Accuracy - Githubissues

tobiasko commented 4 years ago

Dear IonQuant developers,

I cross compared the quantification results obtained by running

a) FragPipeGUI -> MSstats b) MQ -> MSstats

on a published PASEF dataset with a priori known sample ratios Meier et al. 2018 see Fig. 5d. In general, the results look really nice, BUT... my data suggests that IonQuant tends to systematically underestimate the expected fold changes (Ecoli 1:4, Hs: 1:1):

This becomes even clearer when analysing the residuals (estimated log2FC vs. expected). MQ residuals are pretty much centered on zero (as one would expect)

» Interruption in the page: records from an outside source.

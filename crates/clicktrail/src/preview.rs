//! Offline preview of what the tracker would report for a captured page.

use clicktrail_common::config::schema::ClickTrailConfig;
use clicktrail_common::selector::SelectorList;
use clicktrail_common::{ClickEvent, ElementSnapshot, SelectorError, build_event};
use tracing::debug;

/// One tracked element and the event a click on it would send.
#[derive(Debug, Clone)]
pub struct PreviewEntry {
    pub index: usize,
    pub event: ClickEvent,
}

/// Keep the elements the tracker would bind and build their click events,
/// in document order.
pub fn preview(
    config: &ClickTrailConfig,
    elements: &[ElementSnapshot],
    page_path: &str,
) -> Result<Vec<PreviewEntry>, SelectorError> {
    let selectors = SelectorList::parse(config.tracker.selectors.as_slice())?;
    let rules = &config.tracker.labels;

    let entries: Vec<PreviewEntry> = elements
        .iter()
        .enumerate()
        .filter(|(_, el)| selectors.matches(*el))
        .map(|(index, el)| PreviewEntry {
            index,
            event: build_event(el, page_path, rules),
        })
        .collect();

    debug!(
        total = elements.len(),
        tracked = entries.len(),
        "preview computed"
    );
    Ok(entries)
}

#[cfg(test)]
mod tests {
    use super::*;

    #[test]
    fn test_preview_filters_untracked() {
        let elements = vec![
            ElementSnapshot::new("a").with_text("Home").with_attr("href", "/"),
            ElementSnapshot::new("div").with_class("hero"),
            ElementSnapshot::new("button").with_attr("aria-label", "Open menu"),
            ElementSnapshot::new("span").with_class("btn-pricing").with_text("Buy"),
        ];

        let entries = preview(&ClickTrailConfig::default(), &elements, "/").unwrap();
        let labels: Vec<_> = entries.iter().map(|e| e.event.button_label.as_str()).collect();
        assert_eq!(labels, vec!["Home", "Open menu", "Buy"]);
        assert_eq!(entries[1].index, 2);
        assert_eq!(entries[2].event.destination_url, "Local Action");
    }

    #[test]
    fn test_preview_rejects_complex_selectors() {
        let mut config = ClickTrailConfig::default();
        config.tracker.selectors = vec!["nav > a".to_string()];
        assert!(preview(&config, &[], "/").is_err());
    }
}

FragPipe residuals are shifted by half a log2 unit, too low in the mean.

I am now wondering if this effect could be explained by specific properties of the Meier et al. dataset, maybe in combination with parameter choices in FragPipe->MSstats? Your manuscript doesn't really touch the topic quantification accuracy and instead focusses on precision. Have you observed similar things when using ground truth datasets?

Greetings, Tobi

tobiasko commented 4 years ago

The raw files we analysed can be found at PXD010012.

anesvi commented 4 years ago

Tobi, Fengchao and I are looking into this. Will let you known when we have an answer for what is happening. Thanks Alexey

Sent from my iPhone

On Apr 22, 2020, at 5:08 AM, Tobias Kockmann notifications@github.com wrote:

External Email - Use Caution

The raw files we analysed can be found at PXD010012https://www.ebi.ac.uk/pride/archive/projects/PXD010012.

— You are receiving this because you are subscribed to this thread. Reply to this email directly, view it on GitHubhttps://github.com/Nesvilab/IonQuant/issues/3#issuecomment-617653815, or unsubscribehttps://github.com/notifications/unsubscribe-auth/AIIMM67NHPS4UGQPWU7EIK3RN2XZRANCNFSM4MNDQDJQ.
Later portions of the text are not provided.